By the way, if anyone has thoughts, books or even experiments relating to this, I would be very happy if you would share it with me.

* Edited some of the misspellings
Last edited by Yois111 at Nov 29, 2011,
#17
Quote by Neal_Wakefield
About "dopamine" - the approach that I find useful at this moment is this: when I have a "good day", I start with something repetitive and have absolutely no problem with that. When I feel rather low, I start with improvisation or playing some riffs I like and after a while - the dopamine shows up


So I was playing guitar earlier but was quite frustrated (about something entirely unrelated). I find this can sometimes either effect my ability to play or at least my perception of my ability to play.... Anyway, I thought "screw it" and just whammed on a really simple Aeolian backing track and it just focused me right back to guitar, I felt really good about playing, and I played better as a result.

This has happened to me a few times recently. Personally I think my improv is a bit crap but for some reason just whamming on an easy backing track and just rocking out a bit just makes me feel a lot better (even if it is crap) and also makes me play better afterwards.
ESP Horizon FR II (EMG) / Ibanez Prestige RG1570 (DiMarzio Crunch Lab & LiquiFire pickups)
#18
Quote by DerkStiepelmann
Hi,
good points.

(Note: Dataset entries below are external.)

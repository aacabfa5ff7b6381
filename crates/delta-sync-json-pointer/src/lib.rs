//! Slash-delimited pointers addressing leaves inside a JSON document.
//!
//! These are the `path` / `from` strings carried by object patch operations.
//! The syntax follows [JSON Pointer (RFC 6901)](https://tools.ietf.org/html/rfc6901):
//! components are joined with `/`, and inside a component `~` is written as
//! `~0` and `/` as `~1`.
//!
//! # Example
//!
//! ```
//! use delta_sync_json_pointer::{format_json_pointer, get, parse_json_pointer};
//!
//! let path = parse_json_pointer("/user/name");
//! assert_eq!(path, vec!["user".to_string(), "name".to_string()]);
//! assert_eq!(format_json_pointer(&path), "/user/name");
//!
//! let doc = serde_json::json!({"user": {"name": "Ada"}});
//! assert_eq!(get(&doc, &path), Some(&serde_json::json!("Ada")));
//! ```

mod get;

pub use get::{get, get_mut};

/// A single step of a [`Path`]: an object key or a decimal array index.
pub type PathStep = String;

/// A parsed pointer. The empty path addresses the whole document.
pub type Path = Vec<PathStep>;

/// Unescapes a pointer component.
///
/// `~1` is replaced with `/` first, then `~0` with `~`, so that `~01`
/// decodes to `~1` rather than `/`.
///
/// # Example
///
/// ```
/// use delta_sync_json_pointer::unescape_component;
///
/// assert_eq!(unescape_component("a~0b"), "a~b");
/// assert_eq!(unescape_component("c~1d"), "c/d");
/// assert_eq!(unescape_component("~01"), "~1");
/// ```
pub fn unescape_component(component: &str) -> String {
    if !component.contains('~') {
        return component.to_string();
    }
    component.replace("~1", "/").replace("~0", "~")
}

/// Escapes a pointer component. Inverse of [`unescape_component`].
///
/// ```
/// use delta_sync_json_pointer::escape_component;
///
/// assert_eq!(escape_component("a~b"), "a~0b");
/// assert_eq!(escape_component("c/d"), "c~1d");
/// ```
pub fn escape_component(component: &str) -> String {
    if !component.contains('/') && !component.contains('~') {
        return component.to_string();
    }
    component.replace('~', "~0").replace('/', "~1")
}

/// Parses a pointer string into its components.
///
/// The leading slash is stripped and the remainder split on `/`. A pointer
/// without a leading slash is accepted and read as if it had one.
///
/// ```
/// use delta_sync_json_pointer::parse_json_pointer;
///
/// assert_eq!(parse_json_pointer(""), Vec::<String>::new());
/// assert_eq!(parse_json_pointer("/"), vec![""]);
/// assert_eq!(parse_json_pointer("/a~0b/c~1d"), vec!["a~b", "c/d"]);
/// assert_eq!(parse_json_pointer("a/b"), vec!["a", "b"]);
/// ```
pub fn parse_json_pointer(pointer: &str) -> Path {
    if pointer.is_empty() {
        return Vec::new();
    }
    let rest = pointer.strip_prefix('/').unwrap_or(pointer);
    rest.split('/').map(unescape_component).collect()
}

/// Formats path components as a pointer string. The root path formats as `""`.
pub fn format_json_pointer(path: &[String]) -> String {
    let mut out = String::with_capacity(path.len() * 8);
    for component in path {
        out.push('/');
        out.push_str(&escape_component(component));
    }
    out
}

/// Returns `base` extended by one `key`.
pub fn child_path(base: &[String], key: &str) -> Path {
    let mut path = Vec::with_capacity(base.len() + 1);
    path.extend_from_slice(base);
    path.push(key.to_string());
    path
}

/// Parses an array index step. Leading zeros and signs are rejected.
///
/// ```
/// use delta_sync_json_pointer::parse_index;
///
/// assert_eq!(parse_index("0"), Some(0));
/// assert_eq!(parse_index("12"), Some(12));
/// assert_eq!(parse_index("012"), None);
/// assert_eq!(parse_index("-"), None);
/// ```
pub fn parse_index(step: &str) -> Option<usize> {
    let bytes = step.as_bytes();
    if bytes.is_empty() || !bytes.iter().all(u8::is_ascii_digit) {
        return None;
    }
    if bytes.len() > 1 && bytes[0] == b'0' {
        return None;
    }
    step.parse().ok()
}

#[cfg(test)]
mod tests {
    use super::*;

    fn p(steps: &[&str]) -> Path {
        steps.iter().map(|s| s.to_string()).collect()
    }

    #[test]
    fn parse_unescapes_tilde_one_before_tilde_zero() {
        assert_eq!(parse_json_pointer("/~01"), p(&["~1"]));
        assert_eq!(parse_json_pointer("/~10"), p(&["/0"]));
    }

    #[test]
    fn format_escapes_components() {
        assert_eq!(format_json_pointer(&p(&["a/b", "c~d"])), "/a~1b/c~0d");
        assert_eq!(format_json_pointer(&[]), "");
    }

    #[test]
    fn format_then_parse_preserves_awkward_keys() {
        let path = p(&["", "~", "/", "~1", "x/y~z"]);
        assert_eq!(parse_json_pointer(&format_json_pointer(&path)), path);
    }

    #[test]
    fn child_path_appends() {
        assert_eq!(child_path(&p(&["a"]), "b"), p(&["a", "b"]));
        assert_eq!(child_path(&[], "a"), p(&["a"]));
    }

    #[test]
    fn empty_key_path() {
        assert_eq!(parse_json_pointer("/"), p(&[""]));
        assert_eq!(format_json_pointer(&p(&[""])), "/");
    }
}
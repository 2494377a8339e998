use std::collections::HashSet;
use std::sync::RwLock;

/// The set of known peer node addresses.
///
/// Addresses are opaque identifiers to the core; the registry owns no
/// sockets. Entries are added by node-registration requests and never
/// removed (peer liveness tracking is not a goal).
pub struct PeerRegistry {
    inner: RwLock<HashSet<String>>,
}

impl Default for PeerRegistry {
    fn default() -> Self {
        Self::new()
    }
}

impl PeerRegistry {
    pub fn new() -> PeerRegistry {
        PeerRegistry {
            inner: RwLock::new(HashSet::new()),
        }
    }

    /// Add a peer address, normalizing away an optional URL scheme so that
    /// "http://192.168.0.5:5000" and "192.168.0.5:5000" register the same
    /// node.
    pub fn register(&self, addr: &str) {
        let normalized = Self::normalize_addr(addr);
        if normalized.is_empty() {
            return;
        }
        let mut inner = self
            .inner
            .write()
            .expect("Failed to acquire write lock on peer registry - this should never happen");
        inner.insert(normalized);
    }

    pub fn contains(&self, addr: &str) -> bool {
        let inner = self
            .inner
            .read()
            .expect("Failed to acquire read lock on peer registry - this should never happen");
        inner.contains(&Self::normalize_addr(addr))
    }

    pub fn get_peers(&self) -> Vec<String> {
        let inner = self
            .inner
            .read()
            .expect("Failed to acquire read lock on peer registry - this should never happen");
        inner.iter().cloned().collect()
    }

    pub fn len(&self) -> usize {
        self.inner
            .read()
            .expect("Failed to acquire read lock on peer registry - this should never happen")
            .len()
    }

    pub fn is_empty(&self) -> bool {
        self.inner
            .read()
            .expect("Failed to acquire read lock on peer registry - this should never happen")
            .is_empty()
    }

    fn normalize_addr(addr: &str) -> String {
        let trimmed = addr.trim();
        let without_scheme = trimmed
            .strip_prefix("http://")
            .or_else(|| trimmed.strip_prefix("https://"))
            .unwrap_or(trimmed);
        // Drop any path component, keeping only host:port
        match without_scheme.split('/').next() {
            Some(netloc) => netloc.to_string(),
            None => without_scheme.to_string(),
        }
    }
}
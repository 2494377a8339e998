//! Core ledger functionality
//!
//! This module contains the fundamental ledger components including
//! blocks, transactions, chain management, proof-of-work, and the
//! longest-valid-chain consensus rule.

pub mod block;
pub mod consensus;
pub mod ledger;
pub mod proof_of_work;
pub mod transaction;

pub use block::{hash_block, Block};
pub use consensus::{ConsensusResolver, ResolveOutcome};
pub use ledger::{Ledger, GENESIS_PREVIOUS_HASH, GENESIS_PROOF};
pub use proof_of_work::{ProofOfWork, DIFFICULTY_PREFIX};
pub use transaction::Transaction;
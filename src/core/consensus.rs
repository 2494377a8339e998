// Longest-valid-chain conflict resolution between nodes.
//
// The rule compares chain length only, not cumulative work. With a constant
// difficulty prefix the two are equivalent; if difficulty ever became
// variable this rule would need strengthening.

use crate::core::{Block, Ledger};
use crate::error::{LedgerError, Result};
use log::{info, warn};

/// Whether a resolution round replaced the local chain.
#[derive(Debug, Clone, Copy, PartialEq, Eq)]
pub enum ResolveOutcome {
    Replaced,
    Kept,
}

impl ResolveOutcome {
    pub fn replaced(&self) -> bool {
        matches!(self, ResolveOutcome::Replaced)
    }
}

pub struct ConsensusResolver;

impl ConsensusResolver {
    /// Scan already-materialized candidate chains and replace the local
    /// chain if a strictly longer valid one exists.
    ///
    /// Ties never replace. A malformed or empty candidate is skipped and
    /// does not abort evaluation of the rest; no candidate's fault degrades
    /// the local chain. The pending pool is untouched either way.
    pub fn resolve<I>(ledger: &mut Ledger, candidates: I) -> ResolveOutcome
    where
        I: IntoIterator<Item = Vec<Block>>,
    {
        let mut best: Option<Vec<Block>> = None;
        let mut best_len = ledger.len();

        for candidate in candidates {
            match Self::screen_candidate(&candidate, best_len) {
                Ok(()) => {
                    best_len = candidate.len();
                    best = Some(candidate);
                }
                Err(e) => {
                    warn!("Skipping candidate chain: {e}");
                }
            }
        }

        match best {
            Some(chain) => {
                ledger.replace_chain(chain);
                info!("Local chain replaced by peer chain of length {best_len}");
                ResolveOutcome::Replaced
            }
            None => {
                info!("Local chain is authoritative at length {}", ledger.len());
                ResolveOutcome::Kept
            }
        }
    }

    /// A candidate beats the running best only if it is strictly longer and
    /// passes full validation.
    fn screen_candidate(candidate: &[Block], best_len: usize) -> Result<()> {
        if candidate.is_empty() {
            return Err(LedgerError::EmptyChain);
        }
        if candidate.len() <= best_len {
            return Err(LedgerError::InvalidChain(format!(
                "candidate length {} does not exceed current best {best_len}",
                candidate.len()
            )));
        }
        if !Ledger::is_valid_chain(candidate) {
            return Err(LedgerError::InvalidChain(
                "candidate failed chain validation".to_string(),
            ));
        }
        Ok(())
    }
}
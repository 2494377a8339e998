use once_cell::sync::Lazy;
use std::collections::HashMap;
use std::env;
use std::sync::RwLock;
use uuid::Uuid;

pub static GLOBAL_CONFIG: Lazy<Config> = Lazy::new(Config::new);

static DEFAULT_NODE_ADDR: &str = "127.0.0.1:5000";

const NODE_ADDRESS_KEY: &str = "NODE_ADDRESS";
const NODE_ID_KEY: &str = "NODE_ID";

pub struct Config {
    inner: RwLock<HashMap<String, String>>,
}

impl Default for Config {
    fn default() -> Self {
        Self::new()
    }
}

impl Config {
    pub fn new() -> Config {
        let mut node_addr = String::from(DEFAULT_NODE_ADDR);
        if let Ok(addr) = env::var(NODE_ADDRESS_KEY) {
            node_addr = addr;
        }

        // Each node carries a unique identifier, generated at startup
        let node_id = Uuid::new_v4().simple().to_string();

        let mut map = HashMap::new();
        map.insert(String::from(NODE_ADDRESS_KEY), node_addr);
        map.insert(String::from(NODE_ID_KEY), node_id);

        Config {
            inner: RwLock::new(map),
        }
    }

    pub fn get_node_addr(&self) -> String {
        let inner = self
            .inner
            .read()
            .expect("Failed to acquire read lock on config - this should never happen");
        inner
            .get(NODE_ADDRESS_KEY)
            .expect("Node address should always be present in config")
            .clone()
    }

    pub fn set_node_addr(&self, addr: String) {
        let mut inner = self
            .inner
            .write()
            .expect("Failed to acquire write lock on config - this should never happen");
        inner.insert(String::from(NODE_ADDRESS_KEY), addr);
    }

    pub fn get_node_id(&self) -> String {
        let inner = self
            .inner
            .read()
            .expect("Failed to acquire read lock on config - this should never happen");
        inner
            .get(NODE_ID_KEY)
            .expect("Node id should always be present in config")
            .clone()
    }
}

Here´s my humble perspective...
If music was linear and comparable to reading an essay it would make sense to me, but music is HUGE and therefore needs an approach that incorporates diversity to produce musical results in end.
I would also always favor a strategy that contributes to overall inspiration and motivation of the practitioner, even if there is a slight decrease in progress, because if these levels are not kept as high as possible the practitioner might simply quit.
So, I think it´s always a slight compromise between ultra-effectiveness and designing a schedule that you really look forward to each day.
This is just my perspective at my current point of human development, so - I always deeply consider that might be dead wrong!

Best wishes and thanks for all the valuable input - helps me grow!

Derk


Pretty valid points, music as a whole cant be really taught in such linear fashion..

i will keep doing some research and try to stumble upon scientific articles that tackle all the little details or ask my professors.

luckily for me i can muscle my way through anything no matter how boring as long as i believe it is going to make me better, motivation is rarely a factor, and if it is i just listen to Steve Vai talk or jam around and voila its all back

Thanks again for the input, i will try to cover all these areas in a more detailed and structured way in the future and compile it all so everyone can optimize their schedule according to their personality and needs. (this will have to wait a year though, after i graduate

Will make sure to post again .
Quote by Hail
i'm the internet equivalent of ripping the skin off my face and strangling you with it right now


Quote by Steve Albini
Remixing is for talentless pussies who don't know how to tune a drum or point a microphone.
#20
Quote by llBlackenedll
So I was playing guitar earlier but was quite frustrated (about something entirely unrelated). I find this can sometimes either effect my ability to play or at least my perception of my ability to play.... Anyway, I thought "screw it" and just whammed on a really simple Aeolian backing track and it just focused me right back to guitar, I felt really good about playing, and I played better as a result.

This has happened to me a few times recently.


This helps me also personally and I keep talking about this method to others as I find it very useful and effective. It can help you feel better about practicing when your mood is worse than usual and to keep practicing everyday without unnecesary forcing yourself as a result.


Quote by Slashiepie

luckily for me i can muscle my way through anything no matter how boring as long as i believe it is going to make me better, motivation is rarely a factor, and if it is i just listen to Steve Vai talk or jam around and voila its all back


Will make sure to post again .


Remember that ability to do something on daily baisis regardless your mood is also a type of motivation You're in a very good situation then! Keep developing, wish you the best.